The use of terahertz (THz) wave for absolute positioning has recently been demonstrated in [1]–[4] for the sake of contactless sensing, operation in adversarial conditions (e.g., fire, smoke), and robustness to dust and dirt. THz absolute positioning can operate in a raster [1], [2] or compressed scanning mode [3], [4]. In the raster scanning mode of Fig. 1 (a), the scale with THz-band QR patterns is illuminated by a single THz transceiver, and a programmable mechanical raster moves the transceiver in one or two dimensions. In the compressed scanning mode of Fig. 1 (b), the THz positioning system also uses a single THz transceiver but with random masks and collimating/focusing lens to cover a large area (versus a single pixel in the raster scanning) of the scale encoded by QR patterns which can be uniquely mapped to positions.
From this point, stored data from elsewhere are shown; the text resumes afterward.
//! RocksDB-backed record store
//!
//! One key per vector id (UTF-8 bytes), one current-format record per value.
//!
//! Reads are defensive: a value that is not a current-format record is
//! decoded as a legacy bare vector, given a norm, and rewritten in the
//! current format. The rewrite is best-effort; if it fails the read still
//! succeeds and the record is migrated on a later read.
//!
//! Rewrites are conditional. Every write goes through one gate, and a legacy
//! value is replaced only if the stored bytes are still the ones that were
//! decoded, so a migration never clobbers a save that landed in between.

use std::collections::HashMap;
use std::path::{Path, PathBuf};

use embedx_core::format::{decode_record, encode_record, Decoded, Metadata, Record};
use embedx_core::search::SearchResult;
use embedx_core::simd::{self, Kernel};
use embedx_core::store::{validate_entry, RecordRanker, RecordStore, StoreError, VectorStore};
use parking_lot::{Mutex, RwLock};
use rocksdb::{IteratorMode, Options, WriteBatch, DB};

/// Durable store over a RocksDB directory
pub struct RocksStore {
    db: RwLock<Option<DB>>,
    /// Serializes puts and legacy rewrites
    write_gate: Mutex<()>,
    path: PathBuf,
    kernel: Kernel,
    read_only: bool,
}

/// Legacy value seen during a scan, with its current-format replacement
struct PendingMigration {
    id: String,
    original: Box<[u8]>,
    encoded: Vec<u8>,
}

impl RocksStore {
    /// Open (or create) a store at `path`
    pub fn open<P: AsRef<Path>>(path: P) -> Result<Self, StoreError> {
        let mut opts = Options::default();
        opts.create_if_missing(true);
        Self::open_with_options(path, &opts)
    }

    pub fn open_with_options<P: AsRef<Path>>(path: P, opts: &Options) -> Result<Self, StoreError> {
        let path = path.as_ref().to_path_buf();
        let db = DB::open(opts, &path).map_err(|e| {
            tracing::error!(path = %path.display(), "failed to open store: {e}");
            StoreError::backend("open", e)
        })?;
        tracing::info!(path = %path.display(), "store opened");
        Ok(Self::from_db(db, path, false))
    }

    /// Open an existing store without write access
    ///
    /// Writes fail with a backend error. Legacy records still decode, but
    /// their rewrite fails and is only logged.
    pub fn open_read_only<P: AsRef<Path>>(path: P) -> Result<Self, StoreError> {
        let path = path.as_ref().to_path_buf();
        let db = DB::open_for_read_only(&Options::default(), &path, false).map_err(|e| {
            tracing::error!(path = %path.display(), "failed to open store read-only: {e}");
            StoreError::backend("open", e)
        })?;
        tracing::info!(path = %path.display(), "store opened read-only");
        Ok(Self::from_db(db, path, true))
    }

    fn from_db(db: DB, path: PathBuf, read_only: bool) -> Self {
        Self {
            db: RwLock::new(Some(db)),
            write_gate: Mutex::new(()),
            path,
            kernel: *simd::kernel(),
            read_only,
        }
    }

    pub fn path(&self) -> &Path {
        &self.path
    }

    pub fn is_closed(&self) -> bool {
        self.db.read().is_none()
    }

    pub fn is_read_only(&self) -> bool {
        self.read_only
    }

    fn put_record(&self, id: &str, record: &Record) -> Result<(), StoreError> {
        let bytes = encode_record(record)?;
        let guard = self.db.read();
        let db = guard.as_ref().ok_or(StoreError::Closed)?;
        {
            let _gate = self.write_gate.lock();
            db.put(id.as_bytes(), bytes)
                .map_err(|e| StoreError::backend("put", e))?;
        }
        tracing::trace!(id, dim = record.dim(), "put record");
        Ok(())
    }

    fn read_record(&self, id: &str) -> Result<Record, StoreError> {
        let guard = self.db.read();
        let db = guard.as_ref().ok_or(StoreError::Closed)?;
        let bytes = db
            .get(id.as_bytes())
            .map_err(|e| StoreError::backend("get", e))?
            .ok_or_else(|| StoreError::NotFound(id.to_string()))?;

        let decoded = decode_record(&bytes).map_err(|source| StoreError::Decode {
            id: id.to_string(),
            source,
        })?;
        if let Decoded::Legacy(record) = &decoded {
            match self.migrate_one(db, id, &bytes, record) {
                Ok(true) => tracing::debug!(id, "migrated legacy record"),
                Ok(false) => tracing::debug!(id, "legacy record changed before rewrite"),
                Err(err) => tracing::warn!(id, "legacy migration failed: {err}"),
            }
        }
        Ok(decoded.into_record())
    }

    /// Rewrite `id` in the current format if it still holds `original`
    ///
    /// `Ok(false)` when a newer value has replaced it.
    fn migrate_one(
        &self,
        db: &DB,
        id: &str,
        original: &[u8],
        record: &Record,
    ) -> Result<bool, StoreError> {
        let encoded = encode_record(record)?;
        let _gate = self.write_gate.lock();
        let stored = db
            .get_pinned(id.as_bytes())
            .map_err(|e| StoreError::backend("get", e))?;
        if stored.as_deref() != Some(original) {
            return Ok(false);
        }
        db.put(id.as_bytes(), encoded)
            .map_err(|e| StoreError::backend("put", e))?;
        Ok(true)
    }

    /// Write the still-unchanged subset of `pending` as one batch
    ///
    /// Returns how many records were rewritten.
    fn migrate_batch(&self, db: &DB, pending: Vec<PendingMigration>) -> Result<usize, StoreError> {
        let _gate = self.write_gate.lock();
        let mut batch = WriteBatch::default();
        for entry in pending {
            let stored = db
                .get_pinned(entry.id.as_bytes())
                .map_err(|e| StoreError::backend("get", e))?;
            if stored.as_deref() == Some(&entry.original[..]) {
                batch.put(entry.id.as_bytes(), entry.encoded);
            }
        }
        let count = batch.len();
        if count > 0 {
            db.write(batch)
                .map_err(|e| StoreError::backend("write", e))?;
        }
        Ok(count)
    }

    /// Decode every record and hand it to `visit`, skipping undecodable ones
    fn scan(&self, mut visit: impl FnMut(String, Record)) -> Result<(), StoreError> {
        let guard = self.db.read();
        let db = guard.as_ref().ok_or(StoreError::Closed)?;

        let mut pending = Vec::new();
        for item in db.iterator(IteratorMode::Start) {
            let (key, value) = item.map_err(|e| StoreError::backend("scan", e))?;
            let id = match String::from_utf8(key.into_vec()) {
                Ok(id) => id,
                Err(err) => {
                    tracing::warn!("skipping record with non UTF-8 key: {err}");
                    continue;
                }
            };

            match decode_record(&value) {
                Ok(Decoded::Current(record)) => visit(id, record),
                Ok(Decoded::Legacy(record)) => {
                    match encode_record(&record) {
                        Ok(encoded) => pending.push(PendingMigration {
                            id: id.clone(),
                            original: value,
                            encoded,
                        }),
                        Err(err) => tracing::warn!(id = %id, "failed to re-encode legacy record: {err}"),
                    }
                    visit(id, record);
                }
                Err(err) => tracing::warn!(id = %id, "skipping undecodable record: {err}"),
            }
        }

        if !pending.is_empty() {
            let seen = pending.len();
            match self.migrate_batch(db, pending) {
                Ok(count) => tracing::debug!(count, seen, "migrated legacy records"),
                Err(err) => tracing::warn!(count = seen, "legacy migration failed: {err}"),
            }
        }
        Ok(())
    }
}

impl VectorStore for RocksStore {
    fn save_vector(&self, id: &str, vector: &[f32]) -> Result<(), StoreError> {
        validate_entry(id, vector)?;
        self.put_record(id, &Record::new(vector.to_vec(), None))
    }

    fn get_vector(&self, id: &str) -> Result<Vec<f32>, StoreError> {
        Ok(self.read_record(id)?.vector)
    }

    fn get_all_vectors(&self) -> Result<HashMap<String, Vec<f32>>, StoreError> {
        let mut vectors = HashMap::new();
        self.scan(|id, record| {
            vectors.insert(id, record.vector);
        })?;
        Ok(vectors)
    }

    fn close(&self) -> Result<(), StoreError> {
        let Some(db) = self.db.write().take() else {
            return Ok(());
        };
        if !self.read_only {
            db.flush().map_err(|e| StoreError::backend("flush", e))?;
        }
        drop(db);
        tracing::info!(path = %self.path.display(), "store closed");
        Ok(())
    }
}

impl RecordStore for RocksStore {
    fn add(
        &self,
        id: &str,
        vector: &[f32],
        metadata: Option<Metadata>,
    ) -> Result<f32, StoreError> {
        validate_entry(id, vector)?;
        let record = Record::new(vector.to_vec(), metadata);
        self.put_record(id, &record)?;
        Ok(record.norm)
    }

    fn get(&self, id: &str) -> Result<Record, StoreError> {
        self.read_record(id)
    }

    fn search(&self, query: &[f32], k: usize) -> Result<Vec<SearchResult>, StoreError> {
        let mut ranker = RecordRanker::new(self.kernel, query, k);
        self.scan(|id, record| ranker.offer_owned(id, record))?;
        tracing::trace!(scanned = ranker.offered(), k, "store search");
        Ok(ranker.finish())
    }
}
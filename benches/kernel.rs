//! Kernel Benchmarks
//!
//! Run with: cargo bench --bench kernel

use criterion::{black_box, criterion_group, criterion_main, Criterion, Throughput};
use embedx_db::simd::{dot_blocked, dot_generic, kernel};
use embedx_db::tune::BLOCK_CANDIDATES;
use embedx_db::{BatchExecutor, KernelConfig};
use rand::Rng;

fn random_vector(dim: usize) -> Vec<f32> {
    let mut rng = rand::thread_rng();
    (0..dim).map(|_| rng.gen::<f32>() - 0.5).collect()
}

fn bench_dot_kernels(c: &mut Criterion) {
    let dims = [64, 256, 768, 1536];

    let mut group = c.benchmark_group("dot");

    for dim in dims {
        group.throughput(Throughput::Elements(dim as u64));

        let a = random_vector(dim);
        let b = random_vector(dim);

        group.bench_function(format!("generic_dim_{}", dim), |bencher| {
            bencher.iter(|| dot_generic(black_box(&a), black_box(&b)))
        });

        let bound = kernel();
        group.bench_function(format!("{}_dim_{}", bound.kind().name(), dim), |bencher| {
            bencher.iter(|| bound.dot_unchecked(black_box(&a), black_box(&b)))
        });
    }

    group.finish();
}

fn bench_block_sizes(c: &mut Criterion) {
    let dim = 1024;
    let a = random_vector(dim);
    let b = random_vector(dim);

    let mut group = c.benchmark_group("dot_blocked");
    group.throughput(Throughput::Elements(dim as u64));

    for block in BLOCK_CANDIDATES {
        group.bench_function(format!("block_{}", block), |bencher| {
            bencher.iter(|| dot_blocked(black_box(&a), black_box(&b), block as usize))
        });
    }

    group.finish();
}

fn bench_dot_batch(c: &mut Criterion) {
    let dim = 384;
    let rows: Vec<Vec<f32>> = (0..4096).map(|_| random_vector(dim)).collect();
    let query = random_vector(dim);

    let executor = BatchExecutor::new(KernelConfig::tuned()).unwrap();

    let mut group = c.benchmark_group("dot_batch");
    group.throughput(Throughput::Elements(rows.len() as u64));

    group.bench_function("serial_4096x384", |bencher| {
        bencher.iter(|| executor.dot_batch_serial(black_box(&query), black_box(&rows)))
    });

    group.bench_function("parallel_4096x384", |bencher| {
        bencher.iter(|| executor.dot_batch_parallel(black_box(&query), black_box(&rows)))
    });

    group.finish();
}

criterion_group!(benches, bench_dot_kernels, bench_block_sizes, bench_dot_batch);
criterion_main!(benches);
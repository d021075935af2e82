//! Runs in its own test binary so the environment override is set before
//! anything in the process triggers tuning.

use embedx_db::tune::{process_tuner, TuneSource};
use embedx_db::{simd, tuned_block_size, KernelConfig};

#[test]
fn test_block_size_override_binds_everywhere() {
    std::env::set_var("EMBEDX_BLOCK_SIZE", "32");

    assert_eq!(tuned_block_size(), 32);
    assert_eq!(process_tuner().outcome().source, TuneSource::Override);
    assert_eq!(simd::kernel().block_size(), 32);
    assert_eq!(KernelConfig::tuned().block_size, 32);

    // Cached: later changes to the environment are not observed
    std::env::set_var("EMBEDX_BLOCK_SIZE", "128");
    assert_eq!(tuned_block_size(), 32);
}
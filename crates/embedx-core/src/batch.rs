//! One query against many rows
//!
//! `dot_batch` returns raw dot products (not similarities); scaling is up to
//! the caller. Small workloads run serially. Larger ones fan out over a fixed
//! worker pool:
//!
//! ```text
//!   row indices ──► [ shared queue ] ──► worker 0 ─┐
//!                                    ├─► worker 1 ─┼─► out[i] (disjoint slots)
//!                                    └─► worker N ─┘
//!                         pool scope = completion barrier
//! ```
//!
//! Both paths go through the same bound [`Kernel`], so they produce
//! bit-identical output for identical input.

use std::sync::atomic::{AtomicU32, Ordering};
use std::sync::OnceLock;

use crossbeam_channel::bounded;
use rayon::{ThreadPool, ThreadPoolBuilder};
use thiserror::Error;

use crate::config::KernelConfig;
use crate::simd::{self, Kernel};

#[derive(Error, Debug)]
pub enum BatchError {
    #[error("Row {row} has dimension {actual}, query has {expected}")]
    LengthMismatch {
        row: usize,
        expected: usize,
        actual: usize,
    },

    #[error("Failed to build batch worker pool: {0}")]
    Pool(#[from] rayon::ThreadPoolBuildError),
}

/// Execution path chosen for a batch
#[derive(Debug, Clone, Copy, PartialEq, Eq)]
pub enum BatchRoute {
    Serial,
    Parallel { workers: usize },
}

/// Serial when `dim < min_dim_for_parallel` or `rows < workers * min_batch_factor`
pub fn choose_route(dim: usize, rows: usize, workers: usize, config: &KernelConfig) -> BatchRoute {
    let min_rows = workers.saturating_mul(config.min_batch_factor as usize);
    if dim < config.min_dim_for_parallel as usize || rows < min_rows {
        BatchRoute::Serial
    } else {
        BatchRoute::Parallel { workers }
    }
}

/// Batch dot-product executor owning a fixed-size worker pool
pub struct BatchExecutor {
    config: KernelConfig,
    kernel: Kernel,
    workers: usize,
    pool: ThreadPool,
}

impl BatchExecutor {
    pub fn new(config: KernelConfig) -> Result<Self, BatchError> {
        let workers = config.effective_workers();
        let pool = ThreadPoolBuilder::new()
            .num_threads(workers)
            .thread_name(|idx| format!("embedx-batch-{idx}"))
            .build()?;

        Ok(Self {
            kernel: Kernel::from_config(&config),
            config,
            workers,
            pool,
        })
    }

    pub fn config(&self) -> &KernelConfig {
        &self.config
    }

    pub fn kernel(&self) -> &Kernel {
        &self.kernel
    }

    pub fn workers(&self) -> usize {
        self.workers
    }

    pub fn route(&self, dim: usize, rows: usize) -> BatchRoute {
        choose_route(dim, rows, self.workers, &self.config)
    }

    /// `result[i] = query · rows[i]`, routed serial or parallel
    pub fn dot_batch<R>(&self, query: &[f32], rows: &[R]) -> Result<Vec<f32>, BatchError>
    where
        R: AsRef<[f32]> + Sync,
    {
        if rows.is_empty() {
            return Ok(Vec::new());
        }
        check_rows(query, rows)?;

        let route = self.route(query.len(), rows.len());
        tracing::trace!(dim = query.len(), rows = rows.len(), ?route, "dot batch");

        Ok(match route {
            BatchRoute::Serial => self.dot_batch_serial(query, rows),
            BatchRoute::Parallel { .. } => self.dot_batch_parallel(query, rows),
        })
    }

    /// Serial path; row lengths must already match the query
    pub fn dot_batch_serial<R: AsRef<[f32]>>(&self, query: &[f32], rows: &[R]) -> Vec<f32> {
        rows.iter()
            .map(|row| self.kernel.dot_unchecked(query, row.as_ref()))
            .collect()
    }

    /// Parallel path; row lengths must already match the query
    ///
    /// Every worker pulls indices from one queue until it is drained and
    /// stores into its own output slot, so no slot is written twice.
    pub fn dot_batch_parallel<R>(&self, query: &[f32], rows: &[R]) -> Vec<f32>
    where
        R: AsRef<[f32]> + Sync,
    {
        let n = rows.len();
        let (tx, rx) = bounded::<usize>(n.max(1));
        for i in 0..n {
            if tx.send(i).is_err() {
                break;
            }
        }
        drop(tx);

        let slots: Vec<AtomicU32> = (0..n).map(|_| AtomicU32::new(0)).collect();
        let kernel = self.kernel;

        self.pool.scope(|scope| {
            for _ in 0..self.workers {
                let rx = rx.clone();
                let slots = &slots;
                scope.spawn(move |_| {
                    for i in rx.iter() {
                        let value = kernel.dot_unchecked(query, rows[i].as_ref());
                        slots[i].store(value.to_bits(), Ordering::Relaxed);
                    }
                });
            }
        });

        slots
            .into_iter()
            .map(|slot| f32::from_bits(slot.into_inner()))
            .collect()
    }
}

fn check_rows<R: AsRef<[f32]>>(query: &[f32], rows: &[R]) -> Result<(), BatchError> {
    for (row, values) in rows.iter().enumerate() {
        let actual = values.as_ref().len();
        if actual != query.len() {
            return Err(BatchError::LengthMismatch {
                row,
                expected: query.len(),
                actual,
            });
        }
    }
    Ok(())
}

static PROCESS_EXECUTOR: OnceLock<Option<BatchExecutor>> = OnceLock::new();

fn process_executor() -> Option<&'static BatchExecutor> {
    PROCESS_EXECUTOR
        .get_or_init(|| match BatchExecutor::new(KernelConfig::from_env()) {
            Ok(executor) => Some(executor),
            Err(err) => {
                tracing::warn!("batch worker pool unavailable, running serially: {err}");
                None
            }
        })
        .as_ref()
}

/// `result[i] = query · rows[i]` using the process-wide executor
pub fn dot_batch<R>(query: &[f32], rows: &[R]) -> Result<Vec<f32>, BatchError>
where
    R: AsRef<[f32]> + Sync,
{
    match process_executor() {
        Some(executor) => executor.dot_batch(query, rows),
        None => {
            check_rows(query, rows)?;
            let kernel = simd::kernel();
            Ok(rows
                .iter()
                .map(|row| kernel.dot_unchecked(query, row.as_ref()))
                .collect())
        }
    }
}
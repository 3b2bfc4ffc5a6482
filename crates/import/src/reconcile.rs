use std::collections::{HashMap, HashSet};
use tally_core::Category;

use crate::store::{CategoryStore, StoreError};

/// Every category a batch refers to, looked up by title.
#[derive(Debug, Default, Clone)]
pub struct CategoryIndex {
    categories: Vec<Category>,
    by_title: HashMap<String, usize>,
    created: usize,
}

impl CategoryIndex {
    fn new(created: Vec<Category>, existing: Vec<Category>) -> Self {
        let created_count = created.len();
        let mut index = CategoryIndex {
            categories: Vec::with_capacity(created_count + existing.len()),
            by_title: HashMap::new(),
            created: created_count,
        };
        for category in created.into_iter().chain(existing) {
            // First entry for a title wins.
            if !index.by_title.contains_key(&category.title) {
                index
                    .by_title
                    .insert(category.title.clone(), index.categories.len());
                index.categories.push(category);
            }
        }
        index
    }

    pub fn get(&self, title: &str) -> Option<&Category> {
        self.by_title.get(title).map(|&i| &self.categories[i])
    }

    /// Newly created categories first, then the ones that already existed.
    pub fn iter(&self) -> impl Iterator<Item = &Category> {
        self.categories.iter()
    }

    pub fn created(&self) -> &[Category] {
        &self.categories[..self.created.min(self.categories.len())]
    }

    pub fn len(&self) -> usize {
        self.categories.len()
    }

    pub fn is_empty(&self) -> bool {
        self.categories.is_empty()
    }
}

/// Distinct non-blank names in first-seen order.
pub fn distinct_titles<'a>(names: impl IntoIterator<Item = &'a str>) -> Vec<String> {
    let mut seen = HashSet::new();
    names
        .into_iter()
        .map(str::trim)
        .filter(|name| !name.is_empty())
        .filter(|name| seen.insert(*name))
        .map(str::to_string)
        .collect()
}

/// Resolves category names against the store, creating only the missing ones.
pub async fn reconcile_categories<'a, S>(
    store: &S,
    names: impl IntoIterator<Item = &'a str>,
) -> Result<CategoryIndex, StoreError>
where
    S: CategoryStore + ?Sized,
{
    let titles = distinct_titles(names);
    if titles.is_empty() {
        return Ok(CategoryIndex::default());
    }

    let existing = store.find_by_titles(&titles).await?;
    let known: HashSet<&str> = existing.iter().map(|c| c.title.as_str()).collect();

    let missing: Vec<String> = titles
        .iter()
        .filter(|t| !known.contains(t.as_str()))
        .cloned()
        .collect();

    let created = if missing.is_empty() {
        Vec::new()
    } else {
        store.insert_many(&missing).await?
    };

    tracing::debug!(
        reused = existing.len(),
        created = created.len(),
        "Reconciled categories"
    );

    Ok(CategoryIndex::new(created, existing))
}
use serde::Deserialize;
use std::path::{Path, PathBuf};
use thiserror::Error;

/// Environment variable naming an optional TOML config file.
pub const CONFIG_PATH_VAR: &str = "TALLY_CONFIG";

#[derive(Debug, Error)]
pub enum ConfigError {
    #[error("Could not read {}: {source}", .path.display())]
    Io {
        path: PathBuf,
        #[source]
        source: std::io::Error,
    },
    #[error("Invalid config file: {0}")]
    Parse(#[from] toml::de::Error),
    #[error("Invalid value for {key}: '{value}'")]
    InvalidValue { key: &'static str, value: String },
}

#[derive(Debug, Clone, Copy, PartialEq, Eq, Deserialize, Default)]
#[serde(rename_all = "lowercase")]
pub enum LogFormat {
    #[default]
    Pretty,
    Json,
}

impl std::str::FromStr for LogFormat {
    type Err = String;

    fn from_str(s: &str) -> Result<Self, Self::Err> {
        match s.to_lowercase().as_str() {
            "pretty" => Ok(LogFormat::Pretty),
            "json" => Ok(LogFormat::Json),
            other => Err(format!("Unknown log format: '{other}'")),
        }
    }
}

#[derive(Debug, Clone, Deserialize)]
#[serde(default)]
pub struct ServerConfig {
    pub bind_addr: String,
    pub database_path: PathBuf,
    /// Where uploaded CSV files wait until their import finishes.
    pub upload_dir: PathBuf,
    pub max_upload_bytes: usize,
    pub log_format: LogFormat,
}

impl Default for ServerConfig {
    fn default() -> Self {
        Self {
            bind_addr: "127.0.0.1:3333".to_string(),
            database_path: PathBuf::from("tally.db"),
            upload_dir: PathBuf::from("tmp"),
            max_upload_bytes: 10 * 1024 * 1024,
            log_format: LogFormat::Pretty,
        }
    }
}

impl ServerConfig {
    /// Defaults, then the file named by `TALLY_CONFIG`, then `TALLY_*` variables.
    pub fn load() -> Result<Self, ConfigError> {
        let mut config = match std::env::var(CONFIG_PATH_VAR) {
            Ok(path) => Self::from_file(Path::new(&path))?,
            Err(_) => Self::default(),
        };
        config.apply_env(|key| std::env::var(key).ok())?;
        Ok(config)
    }

    pub fn from_file(path: &Path) -> Result<Self, ConfigError> {
        let content = std::fs::read_to_string(path).map_err(|source| ConfigError::Io {
            path: path.to_path_buf(),
            source,
        })?;
        Self::from_toml(&content)
    }

    pub fn from_toml(content: &str) -> Result<Self, ConfigError> {
        Ok(toml::from_str(content)?)
    }

    pub fn apply_env<F>(&mut self, lookup: F) -> Result<(), ConfigError>
    where
        F: Fn(&str) -> Option<String>,
    {
        if let Some(v) = lookup("TALLY_BIND_ADDR") {
            self.bind_addr = v;
        }
        if let Some(v) = lookup("TALLY_DATABASE_PATH") {
            self.database_path = PathBuf::from(v);
        }
        if let Some(v) = lookup("TALLY_UPLOAD_DIR") {
            self.upload_dir = PathBuf::from(v);
        }
        if let Some(v) = lookup("TALLY_MAX_UPLOAD_BYTES") {
            self.max_upload_bytes = v.parse().map_err(|_| ConfigError::InvalidValue {
                key: "TALLY_MAX_UPLOAD_BYTES",
                value: v.clone(),
            })?;
        }
        if let Some(v) = lookup("TALLY_LOG_FORMAT") {
            self.log_format = v.parse().map_err(|_| ConfigError::InvalidValue {
                key: "TALLY_LOG_FORMAT",
                value: v.clone(),
            })?;
        }
        Ok(())
    }
}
Consequently, signal processing algorithms are required to detangle the compressed THz signal and recover the underlying QR pattern due to the mixing between random masks and QR patterns. In [3], [4], we proposed a variational Bayesian inference (VBI) method for this task by exploiting the non-negative and binary features of THz reflectance. This paper aims to report the first experimental result to verify the THz QR positioning in the compressed scanning mode.